Melatonin counteracts potentiation by homocysteine of KCL-induced vasoconstriction in human umbilical artery: relation to calcium influx.

Homocysteinemia is a major and independent risk factor for vascular disease. Oxidative stress is a possible mechanism for homocysteine (HCY)-induced vascular disease. Herein, we evaluated the antioxidant property of melatonin (MLT) in relation to the vasoconstrictive effect of HCY on the human umbilical artery. Helical umbilical arterial strips without endothelium were obtained at elective Cesarean delivery near term. Changes in potassium chloride (KCl)-induced vasoconstriction were measured. Arterial strips were treated with HCY (10 or 100 microM) plus FeSO(4) (10 microM) alone or pretreated with a hydroxyl radical ((*)OH) scavenger, mannitol (20 mM), or MLT (1 or 10 microM).
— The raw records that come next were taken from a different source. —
impl<'a> QueryExecutor<'a> {
    pub fn new(catalog: &'a mut Catalog) -> Self {
        Self { catalog }
    }

    /// Executes one statement
    pub fn execute(&mut self, statement: &Statement) -> Result<ExecutionOutcome> {
        debug!(kind = statement.kind(), "executing statement");
        match statement {
            Statement::Select(s) => self.select(s).map(ExecutionOutcome::Rows),
            Statement::Insert(s) => self.insert(s).map(ExecutionOutcome::Affected),
            Statement::Update(s) => self.update(s).map(ExecutionOutcome::Affected),
            Statement::Delete(s) => self.delete(s).map(ExecutionOutcome::Affected),
            Statement::CreateTable(s) => self.create(s).map(|_| ExecutionOutcome::Done),
            Statement::DropTable(s) => self.drop(s).map(|_| ExecutionOutcome::Done),
        }
    }

    fn select(&mut self, stmt: &SelectStatement) -> Result<Table> {
        self.catalog.ensure_loaded(&stmt.from)?;
        if let Some(join) = &stmt.join {
            self.catalog.ensure_loaded(&join.table)?;
        }
        let base = self.catalog.get(&stmt.from)?;

        // Step 1: WHERE on the base table
        let pushdown = match (&stmt.selection, &stmt.join) {
            (Some(cmp), Some(join)) => {
                let right = self.catalog.get(&join.table)?;
                Self::applies_to_base(base, &stmt.from, right, &cmp.column)
            }
            (Some(_), None) => true,
            (None, _) => false,
        };
        let mut working = match &stmt.selection {
            Some(cmp) if pushdown => PredicateFilter::apply(base, cmp)?,
            _ => base.clone(),
        };
        if pushdown {
            debug!(rows = working.row_count(), "after WHERE");
        }

        // Step 2: JOIN
        if let Some(join) = &stmt.join {
            let right = self.catalog.get(&join.table)?;
            working = HashJoin::execute(
                JoinInput {
                    name: &stmt.from,
                    table: &working,
                },
                JoinInput {
                    name: &join.table,
                    table: right,
                },
                join,
            )?;
            debug!(rows = working.row_count(), table = %join.table, "after JOIN");

            if let Some(cmp) = stmt.selection.as_ref().filter(|_| !pushdown) {
                working = PredicateFilter::apply(&working, cmp)?;
                debug!(rows = working.row_count(), "after WHERE");
            }
        }

        // Step 3: GROUP BY
        let mut aggregate_columns = Vec::new();
        if !stmt.group_by.is_empty() || stmt.has_aggregates() {
            let grouped = Aggregator::group(&working, &stmt.group_by, &stmt.items)?;
            working = grouped.table;
            aggregate_columns = grouped.aggregate_columns;
            debug!(groups = working.row_count(), "after GROUP BY");
        }

        // Step 4: ORDER BY, each key on an output name first, else on an input column
        let projection = Projector::plan(&working, &stmt.items, &aggregate_columns)?;
        if !stmt.order_by.is_empty() {
            let keys = stmt
                .order_by
                .iter()
                .map(|item| {
                    let idx = match projection.source_of(&item.column) {
                        Some(idx) => idx,
                        None => working.resolve(&item.column)?,
                    };
                    Ok((idx, item.direction))
                })
                .collect::<Result<Vec<_>>>()?;
            ResultSorter::sort_by_columns(&mut working, &keys);
        }

        // Step 5: projection
        let mut result = projection.apply(&working)?;

        // Step 6: LIMIT
        if let Some(limit) = stmt.limit {
            result.truncate(usize::try_from(limit).unwrap_or(usize::MAX));
        }

        Ok(result)
    }

    /// True when a WHERE column belongs unambiguously to the base table
    fn applies_to_base(base: &Table, base_name: &str, right: &Table, column: &ColumnRef) -> bool {
        let in_base = base.column_index(&column.name).is_some();
        match column.qualifier.as_deref() {
            Some(q) => q == base_name && in_base,
            None => in_base && right.column_index(&column.name).is_none(),
        }
    }

    fn insert(&mut self, stmt: &InsertStatement) -> Result<usize> {
        self.catalog.ensure_loaded(&stmt.table)?;
        let table = self.catalog.get_mut(&stmt.table)?;

        let targets: Vec<usize> = match &stmt.columns {
            Some(names) => names
                .iter()
                .map(|n| {
                    table
                        .column_index(n)
                        .ok_or_else(|| Error::NotFound(format!("Column not found: {}", n)))
                })
                .collect::<Result<_>>()?,
            None => (0..table.column_count()).collect(),
        };

        let mut rows = Vec::with_capacity(stmt.rows.len());
        for literals in &stmt.rows {
            if literals.len() != targets.len() {
                return Err(Error::Parse(format!(
                    "INSERT has {} values but {} columns are expected",
                    literals.len(),
                    targets.len()
                )));
            }
            let mut row = vec![Value::Null; table.column_count()];
            for (&idx, literal) in targets.iter().zip(literals) {
                row[idx] = literal_value(literal, table.columns()[idx].data_type);
            }
            rows.push(row);
        }

        let inserted = rows.len();
        for row in rows {
            table.push_row(row)?;
        }
        debug!(table = %stmt.table, rows = inserted, "inserted");
        Ok(inserted)
    }

    fn update(&mut self, stmt: &UpdateStatement) -> Result<usize> {
        self.catalog.ensure_loaded(&stmt.table)?;
        let table = self.catalog.get_mut(&stmt.table)?;

        let assignments = stmt
            .assignments
            .iter()
            .map(|a| {
                let idx = table
                    .column_index(&a.column)
                    .ok_or_else(|| Error::NotFound(format!("Column not found: {}", a.column)))?;
                Ok((idx, literal_value(&a.value, table.columns()[idx].data_type)))
            })
            .collect::<Result<Vec<_>>>()?;

        let mask = Self::mask(table, stmt.selection.as_ref())?;
        let mut affected = 0;
        for (row, hit) in table.rows_mut().iter_mut().zip(&mask) {
            if !*hit {
                continue;
            }
            for (idx, value) in &assignments {
                row[*idx] = value.clone();
            }
            affected += 1;
        }
        debug!(table = %stmt.table, rows = affected, "updated");
        Ok(affected)
    }

    fn delete(&mut self, stmt: &DeleteStatement) -> Result<usize> {
        self.catalog.ensure_loaded(&stmt.table)?;
        let table = self.catalog.get_mut(&stmt.table)?;

        let removed = match &stmt.selection {
            None => {
                let n = table.row_count();
                table.clear();
                n
            }
            Some(cmp) => {
                let mask = PredicateFilter::mask(table, cmp)?;
                let keep: Vec<bool> = mask.iter().map(|hit| !hit).collect();
                table.retain_by_mask(&keep);
                mask.iter().filter(|hit| **hit).count()
            }
        };
        debug!(table = %stmt.table, rows = removed, "deleted");
        Ok(removed)
    }

    fn create(&mut self, stmt: &CreateTableStatement) -> Result<()> {
        if self.catalog.contains(&stmt.table) {
            if stmt.if_not_exists {
                debug!(table = %stmt.table, "table exists, skipping CREATE");
                return Ok(());
            }
            return Err(Error::DuplicateTable(stmt.table.clone()));
        }

        let mut seen = HashSet::new();
        if let Some(dup) = stmt.columns.iter().find(|c| !seen.insert(c.name.as_str())) {
            return Err(Error::Parse(format!("Duplicate column name: {}", dup.name)));
        }

        let schema = Schema::from_pairs(stmt.columns.iter().map(|c| {
            (
                c.name.clone(),
                DataType::from_sql_token(&c.type_token).type_name(),
            )
        }));
        self.catalog.create(&stmt.table, schema)
    }

    fn drop(&mut self, stmt: &DropTableStatement) -> Result<()> {
        if stmt.if_exists && !self.catalog.contains(&stmt.table) {
            debug!(table = %stmt.table, "table absent, skipping DROP");
            return Ok(());
        }
        self.catalog.drop(&stmt.table)
    }

    fn mask(table: &Table, selection: Option<&Comparison>) -> Result<Vec<bool>> {
        match selection {
            Some(cmp) => PredicateFilter::mask(table, cmp),
            None => Ok(vec![true; table.row_count()]),
        }
    }
}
The effect of HCY on the response of arterial strips to external calcium (Ca(2+)) in the presence of KCl (20 mM) was determined. HCY plus FeSO(4) potentiated KCl-induced vasoconstriction in a concentration-dependent manner; pretreatment with mannitol significantly reduced this vasospastic effect. HCY (100 microM) significantly augmented the contractile response to external Ca(2+). MLT (10 microM) significantly suppressed the contractile response to external Ca(2+). These results suggest that HCY potentiates KCl-induced umbilical artery vasoconstriction, in part by increasing Ca(2+) influx in vascular smooth muscle cells via activation of Ca(2+) channels. MLT significantly suppressed the vasoconstrictive effect of HCY, probably by scavenging (*)OH arising from HCY autooxidation.